I compiled paranoia floating point test suit on a pc386 system using GCC O2 level of optimization and got several failures but then compiled it without optimization with the same GCC and got correct result. I read about the flags which are enabled in O2 but none seems to be problematic. What may be the cause? The paranoia code can be found here and this is the taken output with O2 optimization :
*** PARANOIA TEST ***
paranoia version 1.1 [cygnus]
Program is now RUNNING tests on small integers:
TEST: 0+0 != 0, 1-1 != 0, 1 <= 0, or 1+1 != 2
PASS: 0+0 != 0, 1-1 != 0, 1 <= 0, or 1+1 != 2
TEST: 3 != 2+1, 4 != 3+1, 4+2*(-2) != 0, or 4-3-1 != 0
PASS: 3 != 2+1, 4 != 3+1, 4+2*(-2) != 0, or 4-3-1 != 0
TEST: -1+1 != 0, (-1)+abs(1) != 0, or -1+(-1)*(-1) != 0
PASS: -1+1 != 0, (-1)+abs(1) != 0, or -1+(-1)*(-1) != 0
TEST: 1/2 + (-1) + 1/2 != 0
PASS: 1/2 + (-1) + 1/2 != 0
TEST: 9 != 3*3, 27 != 9*3, 32 != 8*4, or 32-27-4-1 != 0
PASS: 9 != 3*3, 27 != 9*3, 32 != 8*4, or 32-27-4-1 != 0
TEST: 5 != 4+1, 240/3 != 80, 240/4 != 60, or 240/5 != 48
PASS: 5 != 4+1, 240/3 != 80, 240/4 != 60, or 240/5 != 48
-1, 0, 1/2, 1, 2, 3, 4, 5, 9, 27, 32 & 240 are O.K.

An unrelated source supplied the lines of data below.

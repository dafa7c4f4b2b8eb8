use serde::Deserialize;
use std::collections::HashMap;
use std::path::{Path, PathBuf};
use tracing::debug;

use super::error::EngineError;

/// External programs the workflows drive.
#[derive(Debug, Clone, Copy, PartialEq, Eq, Hash, PartialOrd, Ord)]
pub enum Tool {
    /// The MD engine (`pmemd.cuda`, `pmemd`, `sander`, ...).
    Engine,
    Tleap,
    Cpptraj,
    Pdb4amber,
    Acpype,
    Parmed,
    Gmx,
    GmxMmpbsa,
    Mpirun,
}

impl Tool {
    pub const EQUILIBRATION: &'static [Tool] = &[Tool::Engine];

    pub const PREPARATION: &'static [Tool] = &[Tool::Pdb4amber, Tool::Acpype, Tool::Tleap];

    pub const BINDING: &'static [Tool] = &[
        Tool::Pdb4amber,
        Tool::Acpype,
        Tool::Tleap,
        Tool::Engine,
        Tool::Parmed,
        Tool::Cpptraj,
        Tool::Gmx,
        Tool::GmxMmpbsa,
        Tool::Mpirun,
    ];

    pub fn name(self) -> &'static str {
        match self {
            Tool::Engine => "engine",
            Tool::Tleap => "tleap",
            Tool::Cpptraj => "cpptraj",
            Tool::Pdb4amber => "pdb4amber",
            Tool::Acpype => "acpype",
            Tool::Parmed => "parmed",
            Tool::Gmx => "gmx",
            Tool::GmxMmpbsa => "gmx_MMPBSA",
            Tool::Mpirun => "mpirun",
        }
    }
}

/// Executable names (or paths) for each tool, as configured by the user.
#[derive(Debug, Clone, PartialEq, Eq, Deserialize)]
#[serde(rename_all = "kebab-case", default, deny_unknown_fields)]
pub struct ToolNames {
    pub engine: String,
    pub tleap: String,
    pub cpptraj: String,
    pub pdb4amber: String,
    pub acpype: String,
    pub parmed: String,
    pub gmx: String,
    pub gmx_mmpbsa: String,
    pub mpirun: String,
}

impl Default for ToolNames {
    fn default() -> Self {
        Self {
            engine: "pmemd.cuda".to_string(),
            tleap: "tleap".to_string(),
            cpptraj: "cpptraj".to_string(),
            pdb4amber: "pdb4amber".to_string(),
            acpype: "acpype".to_string(),
            parmed: "parmed".to_string(),
            gmx: "gmx".to_string(),
            gmx_mmpbsa: "gmx_MMPBSA".to_string(),
            mpirun: "mpirun".to_string(),
        }
    }
}

impl ToolNames {
    pub fn executable(&self, tool: Tool) -> &str {
        match tool {
            Tool::Engine => &self.engine,
            Tool::Tleap => &self.tleap,
            Tool::Cpptraj => &self.cpptraj,
            Tool::Pdb4amber => &self.pdb4amber,
            Tool::Acpype => &self.acpype,
            Tool::Parmed => &self.parmed,
            Tool::Gmx => &self.gmx,
            Tool::GmxMmpbsa => &self.gmx_mmpbsa,
            Tool::Mpirun => &self.mpirun,
        }
    }
}

/// Resolved executable paths for a set of tools.
#[derive(Debug, Clone, Default)]
pub struct Toolchain {
    paths: HashMap<Tool, PathBuf>,
}

impl Toolchain {
    /// Locates every tool in `required` on `PATH` (or at the configured path).
    ///
    /// # Errors
    ///
    /// Returns [`EngineError::MissingDependency`] for the first tool that
    /// cannot be found.
    pub fn resolve(names: &ToolNames, required: &[Tool]) -> Result<Self, EngineError> {
        let mut paths = HashMap::with_capacity(required.len());
        for &tool in required {
            let executable = names.executable(tool);
            let path = which::which(executable).map_err(|_| EngineError::MissingDependency {
                tool: tool.name(),
                executable: executable.to_string(),
            })?;
            debug!(tool = tool.name(), path = %path.display(), "Resolved external tool");
            paths.insert(tool, path);
        }
        Ok(Self { paths })
    }

    /// Uses the configured names verbatim, without looking anything up.
    pub fn unresolved(names: &ToolNames, tools: &[Tool]) -> Self {
        let paths = tools
            .iter()
            .map(|&tool| (tool, PathBuf::from(names.executable(tool))))
            .collect();
        Self { paths }
    }

    pub fn path(&self, tool: Tool) -> Result<&Path, EngineError> {
        self.paths
            .get(&tool)
            .map(PathBuf::as_path)
            .ok_or(EngineError::MissingDependency {
                tool: tool.name(),
                executable: String::new(),
            })
    }

    pub fn contains(&self, tool: Tool) -> bool {
        self.paths.contains_key(&tool)
    }
}

#[cfg(test)]
mod tests {
    use super::*;

    #[test]
    fn default_names_match_the_amber_distribution() {
        let names = ToolNames::default();
        assert_eq!(names.executable(Tool::Engine), "pmemd.cuda");
        assert_eq!(names.executable(Tool::GmxMmpbsa), "gmx_MMPBSA");
    }

    #[test]
    fn missing_executable_is_a_missing_dependency() {
        let names = ToolNames {
            engine: "definitely-not-an-md-engine-xyz".to_string(),
            ..ToolNames::default()
        };
        let err = Toolchain::resolve(&names, Tool::EQUILIBRATION).unwrap_err();
        match err {
            EngineError::MissingDependency { tool, executable } => {
                assert_eq!(tool, "engine");
                assert_eq!(executable, "definitely-not-an-md-engine-xyz");
            }
            other => panic!("unexpected error: {other:?}"),
        }
    }

    #[cfg(unix)]
    #[test]
    fn resolves_existing_executables() {
        let names = ToolNames {
            engine: "sh".to_string(),
            ..ToolNames::default()
        };
        let toolchain = Toolchain::resolve(&names, &[Tool::Engine]).unwrap();
        assert!(toolchain.path(Tool::Engine).unwrap().is_absolute());
        assert!(!toolchain.contains(Tool::Tleap));
        assert!(toolchain.path(Tool::Tleap).is_err());
    }

    #[test]
    fn unresolved_toolchain_uses_names_verbatim() {
        let toolchain = Toolchain::unresolved(&ToolNames::default(), Tool::BINDING);
        assert_eq!(
            toolchain.path(Tool::Mpirun).unwrap(),
            Path::new("mpirun")
        );
    }
}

Searching for Radix and Precision.
Radix = 2.000000 .
Closest relative separation found is U1 = 5.4210109e-20 .
Recalculating radix and precision
confirms closest relative separation U1 .
Radix confirmed.
TEST: Radix is too big: roundoff problems
PASS: Radix is too big: roundoff problems
TEST: Radix is not as good as 2 or 10
PASS: Radix is not as good as 2 or 10
TEST: (1-U1)-1/2 < 1/2 is FALSE, prog. fails?
ERROR: Severity: FAILURE: (1-U1)-1/2 < 1/2 is FALSE, prog. fails?.

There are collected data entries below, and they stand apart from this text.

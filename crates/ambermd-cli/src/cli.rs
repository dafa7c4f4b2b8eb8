use clap::{Args, Parser, Subcommand};
use std::path::PathBuf;

const HELP_TEMPLATE: &str = "\
{before-help}{name} {version}
{author-with-newline}{about-with-newline}
{usage-heading} {usage}

{all-args}{after-help}
";

#[derive(Parser, Debug)]
#[command(
    author = "Tony Kan, Ted Yu, William A. Goddard III, Victor Wai Tak Kam",
    version,
    about = "AmberMD CLI - Staged Amber molecular-dynamics workflows: restraint-relaxation equilibration, production MD and MM-PBSA binding free energies.",
    help_template = HELP_TEMPLATE,
)]
#[command(propagate_version = true)]
pub struct Cli {
    #[command(subcommand)]
    pub command: Commands,

    /// Increase verbosity level (-v for INFO, -vv for DEBUG, -vvv for TRACE)
    #[arg(short, long, action = clap::ArgAction::Count, global = true)]
    pub verbose: u8,

    /// Suppress all log output except for errors
    #[arg(short, long, global = true, conflicts_with = "verbose")]
    pub quiet: bool,

    /// Write logs to a specified file in addition to the console output
    #[arg(long, global = true, value_name = "PATH")]
    pub log_file: Option<PathBuf>,

    /// Directory in which every job runs and every generated file is written
    #[arg(short, long, global = true, value_name = "DIR", default_value = ".")]
    pub workdir: PathBuf,

    /// Configuration file in TOML format
    #[arg(long, global = true, value_name = "PATH")]
    pub config: Option<PathBuf>,

    /// Set a specific configuration value, overriding the config file.
    /// Can be used multiple times. Example: -S simulation.cutoff=10.0
    #[arg(short = 'S', long = "set", global = true, value_name = "KEY=VALUE")]
    pub set_values: Vec<String>,

    /// Number of MPI processes for the MM-PBSA decomposition.
    /// Defaults to half the available logical cores.
    #[arg(short = 'j', long, global = true, value_name = "NUM")]
    pub processes: Option<usize>,
}

#[derive(Subcommand, Debug)]
pub enum Commands {
    /// Equilibrate a prepared system and run production MD.
    Equil(EquilArgs),
    /// Prepare a protein-ligand complex, simulate it and compute its MM-PBSA binding free energy.
    Mmpbsa(MmpbsaArgs),
}

/// Arguments for the `equil` subcommand.
#[derive(Args, Debug)]
pub struct EquilArgs {
    /// Amber topology of the prepared system.
    #[arg(short = 'p', long, required = true, value_name = "PATH")]
    pub parm7: PathBuf,

    /// Amber coordinates of the prepared system.
    #[arg(short = 'c', long, required = true, value_name = "PATH")]
    pub rst7: PathBuf,

    /// Simulation temperature in Kelvin [default: 303.15]
    #[arg(short = 't', long = "temp", value_name = "KELVIN")]
    pub temperature: Option<f64>,

    /// Production MD length in nanoseconds [default: 100]
    #[arg(short = 'n', long = "ns", value_name = "NS")]
    pub production_ns: Option<u64>,

    /// Extra selection OR-ed into every restraint mask (e.g. ':MOL').
    #[arg(long, value_name = "MASK")]
    pub addmask: Option<String>,
}

/// Arguments for the `mmpbsa` subcommand.
#[derive(Args, Debug)]
pub struct MmpbsaArgs {
    /// Protein PDB file. Without --mol2 it must contain exactly one ligand,
    /// which is split off automatically.
    #[arg(short = 'p', long, required = true, value_name = "PATH")]
    pub protein: PathBuf,

    /// Ligand MOL2 file.
    #[arg(short = 'm', long = "mol2", value_name = "PATH")]
    pub ligand: Option<PathBuf>,

    /// Simulation temperature in Kelvin [default: 303.15]
    #[arg(short = 't', long = "temp", value_name = "KELVIN")]
    pub temperature: Option<f64>,

    /// Production MD length in nanoseconds [default: 100]
    #[arg(short = 'n', long = "ns", value_name = "NS")]
    pub production_ns: Option<u64>,

    /// Net charge of the ligand [default: 0]
    #[arg(long, value_name = "INT", allow_negative_numbers = true)]
    pub charge: Option<i32>,

    /// Spin multiplicity of the ligand [default: 1]
    #[arg(long, value_name = "INT")]
    pub multiplicity: Option<u32>,
}

#[cfg(test)]
mod tests {
    use super::*;

    #[test]
    fn equil_requires_topology_and_coordinates() {
        assert!(Cli::try_parse_from(["ambermd", "equil", "-p", "x.parm7"]).is_err());

        let cli = Cli::try_parse_from(["ambermd", "equil", "-p", "x.parm7", "-c", "x.rst7"])
            .unwrap();
        let Commands::Equil(args) = cli.command else {
            panic!("expected equil");
        };
        assert_eq!(args.parm7, PathBuf::from("x.parm7"));
        assert_eq!(args.rst7, PathBuf::from("x.rst7"));
        assert_eq!(args.temperature, None);
        assert_eq!(cli.workdir, PathBuf::from("."));
    }

    #[test]
    fn mmpbsa_accepts_negative_charge_and_optional_ligand() {
        let cli = Cli::try_parse_from([
            "ambermd", "mmpbsa", "-p", "complex.pdb", "--charge", "-1", "-n", "5",
        ])
        .unwrap();
        let Commands::Mmpbsa(args) = cli.command else {
            panic!("expected mmpbsa");
        };
        assert_eq!(args.charge, Some(-1));
        assert_eq!(args.production_ns, Some(5));
        assert!(args.ligand.is_none());
    }

    #[test]
    fn global_flags_may_follow_the_subcommand() {
        let cli = Cli::try_parse_from([
            "ambermd",
            "equil",
            "--parm7",
            "a.parm7",
            "--rst7",
            "a.rst7",
            "-vv",
            "-w",
            "run1",
            "-S",
            "simulation.cutoff=9.0",
            "-S",
            "tools.engine=sander",
            "-j",
            "8",
        ])
        .unwrap();
        assert_eq!(cli.verbose, 2);
        assert_eq!(cli.workdir, PathBuf::from("run1"));
        assert_eq!(cli.set_values.len(), 2);
        assert_eq!(cli.processes, Some(8));
    }

    #[test]
    fn quiet_conflicts_with_verbose() {
        assert!(
            Cli::try_parse_from(["ambermd", "-q", "-v", "equil", "-p", "a", "-c", "b"]).is_err()
        );
    }
}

PASS: (1-U1)-1/2 < 1/2 is FALSE, prog. fails?
TEST: Comparison is fuzzy,X=1 but X-1/2-1/2 != 0
PASS: Comparison is fuzzy,X=1 but X-1/2-1/2 != 0
The number of significant digits of the Radix is 64.000000 .
TEST: Precision worse than 5 decimal figures
PASS: Precision worse than 5 decimal figures
TEST: Subtraction is not normalized X=Y,X+Z != Y+Z!
PASS: Subtraction is not normalized X=Y,X+Z != Y+Z!
Subtraction appears to be normalized, as it should be.
Checking for guard digit in *, /, and -.
TEST: * gets too many final digits wrong.
PASS: * gets too many final digits wrong.
TEST: Division lacks a Guard Digit, so error can exceed 1 ulp
or 1/3 and 3/9 and 9/27 may disagree
PASS: Division lacks a Guard Digit, so error can exceed 1 ulp
or 1/3 and 3/9 and 9/27 may disagree
TEST: Computed value of 1/1.000..1 >= 1
PASS: Computed value of 1/1.000..1 >= 1
TEST: * and/or / gets too many last digits wrong
PASS: * and/or / gets too many last digits wrong
TEST: - lacks Guard Digit, so cancellation is obscured
ERROR: Severity: SERIOUS DEFECT: - lacks Guard Digit, so cancellation is obscured.
PASS: - lacks Guard Digit, so cancellation is obscured
Checking rounding on multiply, divide and add/subtract.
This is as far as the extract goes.